I found this quote in a newsletter by Nat Eliason recently that I think is interesting:
But I recently realized there is a very good reason to take Calculus. It’s to prove you can do hard things.
The ability to do hard things is perhaps the most useful ability you can foster in yourself or your children. And proof that you are someone who can do them is one of the most useful assets you can have on your life resume.
I’m not here to talk about Calculus though.
I am here to talk about childhood abuse and mental health. Surviving either of those is hard. Growing up in an abusive situation is hard.
We’ve already done hard things, but we don’t give ourselves credit for it. Typically, we do the opposite, blaming ourselves for the trauma or our mental health struggles, thus seeing ourselves as weak, the kind of people who can’t do hard things. That carries over into all aspects of our lives. We don’t take risks in jobs, relationships, etc. because we don’t think we’re capable and we don’t think we could survive failure.

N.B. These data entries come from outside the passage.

use log::warn;

use crate::analyzer::{analyze, AnnotatedLap};
use crate::controls::Action;
use crate::error::TransitionError;

#[derive(Clone, Copy, PartialEq, Eq, Debug)]
pub enum SessionState {
    Idle,
    Running,
    Paused,
}

/// The lap in progress. It may be spread over several running segments
/// when the session is stopped and resumed.
#[derive(Clone, Copy, PartialEq, Eq, Debug)]
struct CurrentLap {
    banked_ms: u64,
    segment_start_ms: Option<u64>,
}

impl CurrentLap {
    fn running_since(start_ms: u64) -> Self {
        Self {
            banked_ms: 0,
            segment_start_ms: Some(start_ms),
        }
    }

    fn is_running(&self) -> bool {
        self.segment_start_ms.is_some()
    }

    fn live_ms(&self, now_ms: u64) -> u64 {
        self.segment_start_ms
            .map(|start| now_ms.saturating_sub(start))
            .unwrap_or(0)
    }
}

/// Stopwatch state: closed laps plus the current lap, if any.
///
/// Every transition takes the current clock reading and validates before it
/// mutates, so a rejected action leaves the session exactly as it was.
#[derive(Clone, PartialEq, Eq, Debug, Default)]
pub struct TimerSession {
    // Oldest first.
    closed_laps: Vec<u64>,
    current: Option<CurrentLap>,
    now_ms: u64,
    max_laps: Option<usize>,
}

impl TimerSession {
    pub fn new() -> Self {
        Self::default()
    }

    /// A session that refuses to close more than `max_laps` laps.
    pub fn with_max_laps(max_laps: usize) -> Self {
        Self {
            max_laps: Some(max_laps),
            ..Self::default()
        }
    }

    pub fn state(&self) -> SessionState {
        match self.current {
            None => SessionState::Idle,
            Some(lap) if lap.is_running() => SessionState::Running,
            Some(_) => SessionState::Paused,
        }
    }

    /// Latest clock reading seen by the session.
    pub fn now_ms(&self) -> u64 {
        self.now_ms
    }

    /// Refresh the clock reading. Lap data is never touched.
    ///
    /// A reading earlier than the last one means the clock went backwards.
    /// It is reported and ignored so durations cannot shrink.
    pub fn tick(&mut self, now_ms: u64) {
        if now_ms < self.now_ms {
            warn!(
                "clock went backwards by {} ms, keeping last reading {}",
                self.now_ms - now_ms,
                self.now_ms
            );
            return;
        }
        self.now_ms = now_ms;
    }

    pub fn start(&mut self, now_ms: u64) -> Result<(), TransitionError> {
        if self.current.is_some() {
            return Err(TransitionError::invalid(Action::Start, self.state()));
        }
        self.tick(now_ms);
        self.current = Some(CurrentLap::running_since(self.now_ms));
        Ok(())
    }

    /// Close the current lap and open the next one at the same instant.
    /// Returns the duration of the closed lap.
    pub fn lap(&mut self, now_ms: u64) -> Result<u64, TransitionError> {
        let state = self.state();
        let Some(lap) = self.current.filter(CurrentLap::is_running) else {
            return Err(TransitionError::invalid(Action::Lap, state));
        };
        if let Some(max) = self.max_laps {
            if self.closed_laps.len() >= max {
                return Err(TransitionError::LapLimitReached { max });
            }
        }
        self.tick(now_ms);
        let finished_ms = lap.banked_ms + lap.live_ms(self.now_ms);
        self.closed_laps.push(finished_ms);
        self.current = Some(CurrentLap::running_since(self.now_ms));
        Ok(finished_ms)
    }

    /// Pause the current lap without closing it. No lap is recorded.
    /// Returns the time added to the current lap by the segment just ended.
    pub fn stop(&mut self, now_ms: u64) -> Result<u64, TransitionError> {
        let state = self.state();
        let Some(lap) = self.current.filter(CurrentLap::is_running) else {
            return Err(TransitionError::invalid(Action::Stop, state));
        };
        self.tick(now_ms);
        let segment_ms = lap.live_ms(self.now_ms);
        self.current = Some(CurrentLap {
            banked_ms: lap.banked_ms + segment_ms,
            segment_start_ms: None,
        });
        Ok(segment_ms)
    }

    /// Continue timing the paused lap.
    pub fn resume(&mut self, now_ms: u64) -> Result<(), TransitionError> {
        let state = self.state();
        let Some(lap) = self.current.filter(|lap| !lap.is_running()) else {
            return Err(TransitionError::invalid(Action::Resume, state));
        };
        self.tick(now_ms);
        self.current = Some(CurrentLap {
            segment_start_ms: Some(self.now_ms),
            ..lap
        });
        Ok(())
    }

    pub fn reset(&mut self) -> Result<(), TransitionError> {
        let state = self.state();
        if state != SessionState::Paused {
            return Err(TransitionError::invalid(Action::Reset, state));
        }
        *self = Self {
            max_laps: self.max_laps,
            ..Self::default()
        };
        Ok(())
    }

    /// Closed laps plus the current lap, including the live running segment.
    pub fn total_elapsed_ms(&self) -> u64 {
        let closed: u64 = self.closed_laps.iter().sum();
        let current = self
            .current
            .map(|lap| lap.banked_ms + lap.live_ms(self.now_ms))
            .unwrap_or(0);
        closed + current
    }

    /// Laps newest first. Index 0 is the current lap without its live segment.
    pub fn laps(&self) -> Vec<u64> {
        let Some(current) = self.current else {
            return Vec::new();
        };
        std::iter::once(current.banked_ms)
            .chain(self.closed_laps.iter().rev().copied())
            .collect()
    }

    /// Time the running segment adds on top of `laps()[0]`.
    pub fn open_lap_extra_ms(&self) -> u64 {
        self.current
            .map(|lap| lap.live_ms(self.now_ms))
            .unwrap_or(0)
    }

    /// Closed laps, oldest first.
    pub fn closed_laps(&self) -> &[u64] {
        &self.closed_laps
    }

    pub fn annotated_laps(&self) -> Vec<AnnotatedLap> {
        analyze(&self.laps(), self.open_lap_extra_ms())
    }
}
use std::fmt::Write;

use stopwatch_core::{format_lap_time, AnnotatedLap, Button, Controls};

pub const CLEAR_SCREEN: &str = "\x1b[2J\x1b[H";

const BUTTON_GAP: usize = 16;

fn button_text(button: &Button) -> String {
    if button.enabled {
        format!("[ {} ]", button.action.label())
    } else {
        format!("( {} )", button.action.label())
    }
}

fn lap_tag(lap: &AnnotatedLap) -> &'static str {
    match (lap.is_fastest, lap.is_slowest) {
        (true, true) => "  (fastest, slowest)",
        (true, false) => "  (fastest)",
        (false, true) => "  (slowest)",
        (false, false) => "",
    }
}

/// Render one full frame: total time, buttons, lap list and key help.
pub fn draw_stopwatch(
    total_ms: u64,
    controls: &Controls,
    laps: &[AnnotatedLap],
    status: Option<&str>,
) -> String {
    let mut frame = String::new();

    writeln!(frame, "STOPWATCH").unwrap();
    writeln!(frame).unwrap();
    writeln!(frame, "  {}", format_lap_time(total_ms)).unwrap();
    writeln!(frame).unwrap();
    writeln!(
        frame,
        "  {:<width$}{}",
        button_text(&controls.left),
        button_text(&controls.right),
        width = BUTTON_GAP
    )
    .unwrap();
    writeln!(frame).unwrap();

    for lap in laps {
        writeln!(
            frame,
            "  Lap {:<4} {}{}",
            lap.number,
            format_lap_time(lap.duration_ms),
            lap_tag(lap)
        )
        .unwrap();
    }

    if let Some(status) = status {
        writeln!(frame).unwrap();
        writeln!(frame, "  ! {}", status).unwrap();
    }

    writeln!(frame).unwrap();
    writeln!(frame, "Enter: Start/Stop  l: Lap  r: Reset  q: Quit").unwrap();
    frame
}
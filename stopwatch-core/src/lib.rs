//! Pure lap-timer logic with no platform dependencies.
//! Testable on host with a manual clock, driven by a real clock and pump in the app.

mod analyzer;
mod clock;
mod controls;
mod error;
mod session;
mod stopwatch;

pub use analyzer::{analyze, AnnotatedLap};
pub use clock::{Clock, ManualClock, SystemClock, Ticker};
pub use controls::{Action, Button, Controls};
pub use error::TransitionError;
pub use session::{SessionState, TimerSession};
pub use stopwatch::{Stopwatch, DEFAULT_TICK_INTERVAL_MS};

use std::fmt;

const MS_PER_MINUTE: u64 = 60_000;
const MS_PER_SECOND: u64 = 1_000;
const MS_PER_CENTISECOND: u64 = 10;

/// A duration split into the fields shown on the lap display.
#[derive(Clone, Copy, PartialEq, Eq, Debug)]
pub struct TimeParts {
    pub minutes: u64,
    pub seconds: u64,
    pub centiseconds: u64,
}

impl TimeParts {
    /// Rebuild the millisecond count, truncated to centisecond resolution.
    pub fn to_ms(self) -> u64 {
        self.minutes
            .saturating_mul(MS_PER_MINUTE)
            .saturating_add(self.seconds.saturating_mul(MS_PER_SECOND))
            .saturating_add(self.centiseconds.saturating_mul(MS_PER_CENTISECOND))
    }
}

/// Renders as "MM:SS,cc". Minutes are not wrapped at the hour.
impl fmt::Display for TimeParts {
    fn fmt(&self, f: &mut fmt::Formatter<'_>) -> fmt::Result {
        write!(f, "{:02}:{:02},{:02}", self.minutes, self.seconds, self.centiseconds)
    }
}

/// Split milliseconds into minutes, seconds and centiseconds
pub fn format_parts(ms: u64) -> TimeParts {
    TimeParts {
        minutes: ms / MS_PER_MINUTE,
        seconds: (ms % MS_PER_MINUTE) / MS_PER_SECOND,
        centiseconds: (ms % MS_PER_SECOND) / MS_PER_CENTISECOND,
    }
}

/// Format milliseconds as "MM:SS,cc"
pub fn format_lap_time(ms: u64) -> String {
    format_parts(ms).to_string()
}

Which is weird, given how much we have survived. But, I’ve been there and I understand it. I had to start all over again as an adult doing hard things, and surviving when things didn’t always go correctly. I had to prove to myself that I could learn new skills. Realistically, I had to prove to myself that I could take care of myself as an adult by learning how to take care of myself as an adult. But, every time I questioned whether I could do it, I’d look back at what I had survived and remind myself that I’d done hard things.
Heck, I learned Calculus in High School. I can do hard things.